Below are the entries. Transcribe exactly the lines from the one with "filename crates/reinhardt-nested-serializers/src/lib.rs" through the one with "attributes before validation", ends included, and leave out all others.

[Available data — start]

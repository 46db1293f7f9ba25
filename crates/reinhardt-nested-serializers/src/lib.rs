//! Nested writable serializers
//!
//! This crate provides the resolution engine behind [`NestedSerializer`]:
//!
//! - **Payload normalizer**: rewrites related attributes before validation
//! - **Resolution strategies**: key lookup, lookup with patch, id lookup
//!   with patch and create-or-match
//! - **Persistence orchestrator**: partitions validated data and writes
//!   the root row and its relations under per-attribute policies
//! - **Gatekeeper**: instance validator chain around every read and write
//! - **Permission bridge**: per-method permission lists checked before writes
//!
//! ## Policies
//!
//! Each related attribute is governed by a policy:
//!
//! | Flag | Default | Meaning |
//! |------|---------|---------|
//! | `may_create` | `true` | new related rows may be created |
//! | `may_edit` | `true` | existing related rows may be patched |
//! | `clear_before_set` | `false` | a to-many relation is emptied before it is set |
//! | `identity_fields` | `[]` | fields that find existing rows, primary first |

pub mod context;
pub mod fields;
pub mod gatekeeper;
pub mod handler;
mod normalizer;
pub mod permissions;
pub mod persistence;
pub mod plain;
pub mod policy_store;
pub mod serializer;
mod strategies;

pub use context::SerializerContext;
pub use fields::{
	Field, FieldKind, FieldSet, FieldValidator, MaxLengthValidator, MinValueValidator,
	UniqueValidator,
};
pub use gatekeeper::{Gatekeeper, InstanceValidator, Rejection};
pub use handler::{ModelSerializer, RelatedHandler, ValidatedData};
pub use permissions::{
	AllowAny, DenyAll, IsAdminUser, IsAuthenticated, IsAuthenticatedOrReadOnly, Permission,
	PermissionContext, PermissionPolicy,
};
pub use persistence::{CustomFields, NoCustomFields, WriteMode};
pub use plain::PlainSerializer;
pub use policy_store::{NestedField, PolicyStore, ResolvedPolicy};
pub use serializer::{NestedSerializer, NestedSerializerBuilder};
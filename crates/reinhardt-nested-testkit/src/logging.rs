//! Test logging

use std::sync::Once;

static INIT: Once = Once::new();

/// Install a `tracing` subscriber writing to the test output (call once)
///
/// The filter comes from `RUST_LOG` and defaults to `debug` for the
/// nested serializer crates.
pub fn init_test_logging() {
	INIT.call_once(|| {
		let filter = tracing_subscriber::EnvFilter::try_from_default_env()
			.unwrap_or_else(|_| tracing_subscriber::EnvFilter::new("reinhardt_nested=debug"));
		let _ = tracing_subscriber::fmt()
			.with_env_filter(filter)
			.with_test_writer()
			.try_init();
	});
}
//! Core types for nested writable serializers
//!
//! This crate holds everything the resolution engine needs that does not
//! depend on a serializer implementation:
//!
//! - [`error`]: the fatal error taxonomy and aggregated field errors
//! - [`metadata`]: relation metadata and the relation classifier
//! - [`policy`]: per-attribute write policies and their completion
//! - [`shape`]: shape tagging of nested values
//! - [`value`]: payload helpers such as null pruning
//! - [`store`]: the persistence collaborator trait
//! - [`request`]: the explicit request context
//! - [`settings`]: engine settings loaded from TOML

pub mod error;
pub mod metadata;
pub mod policy;
pub mod request;
pub mod settings;
pub mod shape;
pub mod store;
pub mod value;

pub use error::{
	FieldErrors, NON_FIELD_ERRORS, PolicyAction, SerializerError, SerializerResult, StoreError,
};
pub use metadata::{ModelInfo, RelationInfo, RelationKind};
pub use policy::{AttributePolicy, PolicyDeclaration, PolicyDeclarations, PolicyDefaults};
pub use request::Request;
pub use settings::{NestedSettings, SettingsError};
pub use shape::{ShapeRule, ValueShape};
pub use store::{Instance, ModelStore};
pub use value::prune_nulls;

[Available data — finish]

- [Solution to this problem]
filename crates/reinhardt-nested-serializers/src/lib.rs
//! Nested writable serializers
//!
//! This crate provides the resolution engine behind [`NestedSerializer`]:
//!
//! - **Payload normalizer**: rewrites related attributes before validation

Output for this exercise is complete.